乳がん検診の機会を広げ、女性が治療を受けやすい環境づくりを

患者さんのご希望や適応によって、
適切な医療機関を積極的に紹介

近年は「切らない治療」が増えつつあり、臨床試験として凍結療法や焼灼療法を行う医療機関もあります。当院がすべての治療方法を網羅的に対応できるわけではありませんので、患者さんが希望される治療が提供できない場合は、信頼できる適切な医療施設をご紹介するようにしています。特に放射線治療については、東名厚木病院や厚木市立病院、大和市立病院、神奈川県立がんセンターなど近隣の医療機関と連携しながら提供しています。紹介先の医療機関とは紹介後も連絡を取り合うなどし、互いに協力して切れ目がない治療を患者さんに提供できるよう努めています。
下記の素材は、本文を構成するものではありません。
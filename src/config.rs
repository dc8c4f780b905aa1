use crate::error::{NotesError, NotesResult};
use std::env;
use std::path::PathBuf;
use std::time::Duration;
use tracing::warn;

pub const DEFAULT_EXTENSION: &str = "md";
pub const DEFAULT_MAX_DEPTH: usize = 2;
pub const DEFAULT_RENAME_DEBOUNCE: Duration = Duration::from_millis(500);

const ROOT_VAR: &str = "ROUGH_NOTES_ROOT";
const MAX_DEPTH_VAR: &str = "ROUGH_NOTES_MAX_DEPTH";
const DEBOUNCE_VAR: &str = "ROUGH_NOTES_DEBOUNCE_MS";

/// Settings shared by the scanner, the repository and the rename debouncer.
#[derive(Debug, Clone, PartialEq, Eq)]
pub struct NotesConfig {
    /// Directory holding every note; identities are derived from it.
    pub root: PathBuf,
    /// Suffix (without the dot) that marks a file as a note.
    pub extension: String,
    /// Depth below which subdirectories are only probed, not read.
    pub max_depth: usize,
    pub rename_debounce: Duration,
}

impl NotesConfig {
    /// Configuration for an explicit root with default tuning.
    pub fn with_root(root: impl Into<PathBuf>) -> Self {
        NotesConfig {
            root: root.into(),
            extension: DEFAULT_EXTENSION.to_owned(),
            max_depth: DEFAULT_MAX_DEPTH,
            rename_debounce: DEFAULT_RENAME_DEBOUNCE,
        }
    }

    /// Builds the configuration from `~/Documents/Notes` and environment overrides.
    ///
    /// # Errors
    /// - [`NotesError::NotFound`] if no documents directory exists and no root override is set
    pub fn load() -> NotesResult<Self> {
        let root = match env::var_os(ROOT_VAR) {
            Some(root) => PathBuf::from(root),
            None => Self::default_root()?,
        };

        let mut config = Self::with_root(root);

        if let Some(depth) = parse_var::<usize>(MAX_DEPTH_VAR) {
            config.max_depth = depth;
        }
        if let Some(millis) = parse_var::<u64>(DEBOUNCE_VAR) {
            config.rename_debounce = Duration::from_millis(millis);
        }

        Ok(config)
    }

    pub fn extension(mut self, extension: &str) -> Self {
        self.extension = extension.trim_start_matches('.').to_owned();
        self
    }

    pub fn max_depth(mut self, max_depth: usize) -> Self {
        self.max_depth = max_depth;
        self
    }

    pub fn rename_debounce(mut self, quiet: Duration) -> Self {
        self.rename_debounce = quiet;
        self
    }

    fn default_root() -> NotesResult<PathBuf> {
        let docs = dirs::document_dir()
            .ok_or_else(|| NotesError::NotFound(PathBuf::from("documents directory")))?;
        Ok(docs.join("Notes"))
    }
}

fn parse_var<T: std::str::FromStr>(name: &str) -> Option<T> {
    let raw = env::var(name).ok()?;
    match raw.trim().parse() {
        Ok(value) => Some(value),
        Err(_) => {
            warn!(var = name, value = %raw, "ignoring unparsable override");
            None
        }
    }
}
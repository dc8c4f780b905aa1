use crate::error::{NotesError, NotesResult};
use std::fs;
use std::io::{ErrorKind, Write};
use std::path::Path;
use tempfile::NamedTempFile;

/// Reads a note as UTF-8, or `None` if it cannot be read or decoded.
pub fn read(path: &Path) -> Option<String> {
    fs::read_to_string(path).ok()
}

/// Writes `data` to `path` through a temporary file in the same directory,
/// so the note is never left half-written.
pub fn write_atomic(path: &Path, data: &[u8]) -> NotesResult<()> {
    let tmp = staged(path, data)?;
    tmp.persist(path)?;
    Ok(())
}

/// Like [`write_atomic`] but refuses to replace an existing file.
///
/// # Errors
/// - [`NotesError::AlreadyExists`] if something already lives at `path`
pub fn create_atomic(path: &Path, data: &[u8]) -> NotesResult<()> {
    if fs::symlink_metadata(path).is_ok() {
        return Err(NotesError::AlreadyExists(path.to_path_buf()));
    }

    let tmp = staged(path, data)?;
    tmp.persist_noclobber(path).map_err(|err| match err.error.kind() {
        ErrorKind::AlreadyExists => NotesError::AlreadyExists(path.to_path_buf()),
        _ => NotesError::Io(err.error),
    })?;
    Ok(())
}

/// Removes a file, or a directory with everything inside it.
pub fn remove(path: &Path) -> NotesResult<()> {
    let meta = fs::symlink_metadata(path)?;
    if meta.is_dir() {
        fs::remove_dir_all(path)?;
    } else {
        fs::remove_file(path)?;
    }
    Ok(())
}

fn staged(path: &Path, data: &[u8]) -> NotesResult<NamedTempFile> {
    let dir = path
        .parent()
        .ok_or_else(|| NotesError::NotFound(path.to_path_buf()))?;
    let mut tmp = NamedTempFile::new_in(dir)?;
    tmp.write_all(data)?;
    tmp.as_file().sync_all()?;
    Ok(tmp)
}

#[cfg(test)]
mod tests {
    use super::*;
    use tempfile::TempDir;

    #[test]
    fn write_replaces_contents() {
        let tmp = TempDir::new().unwrap();
        let path = tmp.path().join("note.md");

        write_atomic(&path, b"first").unwrap();
        write_atomic(&path, b"second").unwrap();

        assert_eq!(read(&path).as_deref(), Some("second"));
        assert_eq!(fs::read_dir(tmp.path()).unwrap().count(), 1);
    }

    #[test]
    fn create_refuses_existing_file() {
        let tmp = TempDir::new().unwrap();
        let path = tmp.path().join("note.md");
        fs::write(&path, "keep me").unwrap();

        let err = create_atomic(&path, b"clobber").unwrap_err();
        assert!(matches!(err, NotesError::AlreadyExists(_)));
        assert_eq!(read(&path).as_deref(), Some("keep me"));
    }

    #[test]
    fn remove_handles_directories() {
        let tmp = TempDir::new().unwrap();
        let dir = tmp.path().join("folder");
        fs::create_dir_all(dir.join("inner")).unwrap();
        fs::write(dir.join("inner/note.md"), "").unwrap();

        remove(&dir).unwrap();
        assert!(!dir.exists());
        assert!(remove(&dir).is_err());
    }
}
最近は地域の先生方からご紹介いただくことも増えてきました。当院の乳腺外科の認知度が広まってきたのだろうと思っています。ただ、ここの常勤医は2人体制のため、どうしても予約が取りづらくなってしまうこともあるかも知れません。その場合は、カラダテラス海老名で診断まで行うことも可能です。ぜひ当科とあわせてご利用ください。